There are 11 officially recognised languages, most of them indigenous to South Africa. Around 40% of the population speak either isiZulu or isiXhosa. You don’t speak either? If your English is passable, don’t worry. Everywhere you go, you can expect to find people who speak or understand English.
Named after the great Limpopo River that flows along its northern border, this province is rich in wildlife, spectacular scenery and a wealth of historical and cultural treasures.
Known as the Great North, Limpopo Province is home to ancient lands and pre-historic secrets. This is home to Modjadji, the fabled Rain Queen; The Stone Age and Iron Age relics of Makapansgat Valley and the treasures of Mapungubwe that date back to time immemorial.
Straddling the northern Kruger Park, Limpopo Province boasts extraordinary wildlife, and nature trails – untamed Africa at its finest, and the ultimate location for an exhilarating South African safari near the Kruger National Park. This is the land of wide-open bushveld, big-sky country, the ever-present thorn tree and the mystical baobab tree.
The Limpopo Province also presents some of Africa’s wild Edens – from highveld grassland savannahs to subtropical forests to formidable mountain ranges.
South Africa’s northern most province, Limpopo, borders onto Mozambique , Zimbabwe and Botswana thus making it the ideal entrance to Africa . The Limpopo Province celebrates a rich cultural heritage and at many archaeological sites the mysteries of the past and ancient peoples are still being unearthed. Historians reveal that the first black Africans moved across the Limpopo (into what became known as South Africa) before 300 AD. The Voortrekkers arrived in the early nineteenth century and this part of the world changed forever. Numerous battles between indigenous African people and the Voortrekkers ensued. During apartheid, portions of land were divided into homeland areas. However, today the Limpopo Province is united in its aim to offer the best possible welcome for its visitors.

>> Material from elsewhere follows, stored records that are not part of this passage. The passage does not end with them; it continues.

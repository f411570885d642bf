//! Tilt Invaders - an arcade shooter with swappable controls
//!
//! Core modules:
//! - `sim`: Simulation (entities, steering, spawning, collisions, game loop)
//! - `input`: Keyboard, tilt sensor and push-button input sources
//! - `config`: Tunables with JSON load/save
//! - `audio`: Sound effect boundary

pub mod audio;
pub mod config;
pub mod input;
pub mod sim;

pub use config::{ConfigError, GameConfig, InputConfig, Smoothing};
pub use input::{Controls, InputError, InputSource, KeyboardState};

/// Game configuration constants
pub mod consts {
    /// Screen dimensions
    pub const SCREEN_WIDTH: u32 = 800;
    pub const SCREEN_HEIGHT: u32 = 600;

    /// Frame pacing
    pub const TARGET_FPS: u32 = 60;
    /// Largest delta a single frame may feed into the clock
    pub const MAX_FRAME_DT: f32 = 0.1;

    /// Player defaults
    pub const PLAYER_SPEED: f32 = 200.0;
    pub const BULLET_SPEED: f32 = 400.0;
    /// Seconds between player shots
    pub const SHOOT_COOLDOWN: f32 = 0.1;

    /// Enemy defaults
    pub const ENEMY_SPEED: f32 = 50.0;
    /// Probability that an enemy fires on a given tick
    pub const SHOOT_CHANCE: f32 = 0.005;
    pub const ENEMY_PROJECTILE_SPEED: f32 = 150.0;

    /// Center-to-center hit distance
    pub const COLLISION_RADIUS: f32 = 24.0;

    /// Sprite sizes (width, height) in pixels
    pub const PLAYER_SIZE: (u32, u32) = (64, 64);
    pub const ENEMY_SIZE: (u32, u32) = (64, 64);
    pub const BULLET_SIZE: (u32, u32) = (12, 24);
    pub const ENEMY_PROJECTILE_SIZE: (u32, u32) = (12, 12);

    /// Background
    pub const NUM_STARS: usize = 200;
    pub const STAR_SPEEDS: [f32; 3] = [50.0, 100.0, 150.0];
    pub const STAR_COLORS: [[u8; 3]; 3] = [[100, 100, 100], [150, 150, 150], [255, 255, 255]];

    /// Tilt sensor
    pub const GYRO_SENSITIVITY: f32 = 2.0;
    pub const CALIBRATION_SAMPLES: u32 = 100;
    /// Weight given to the previous reading in exponential smoothing
    pub const SMOOTHING_WEIGHT: f32 = 0.7;

    /// Push button
    pub const DEBOUNCE_INTERVAL: f32 = 0.1;
}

Limpopo is renowned for its hot, yet pleasant summers and dry winters.
Its weather is characterised by almost year-round sunshine. It can get very hot in summer (October – March), with temperatures rising to 27ºC (80,6 ºF) and, sometimes, even touching the mid-30s Celsius (mid-90s Fahrenheit).
South of Limpopo are the Soutpansberg mountains, South Africa’s northernmost mountain range and one of the most diverse habitats in the country. There are 340 indigenous tree species here, an abundance of animal life and the world’s highest concentration of leopard. Ancient, gigantic baobabs (“upside-down trees”) guard vast expanses of mountains, bushveld, indigenous forests and cycads.
The Limpopo Province is divided into four regions:
It is in this region that visitors will find the former independent homelands of Lebowa and Venda where traditional African cultures thrive. In fact, this fertile valley has been home to cultures dating back to the Iron Age. Relics of the Stone Age San and their incredible rock art can still be viewed here today.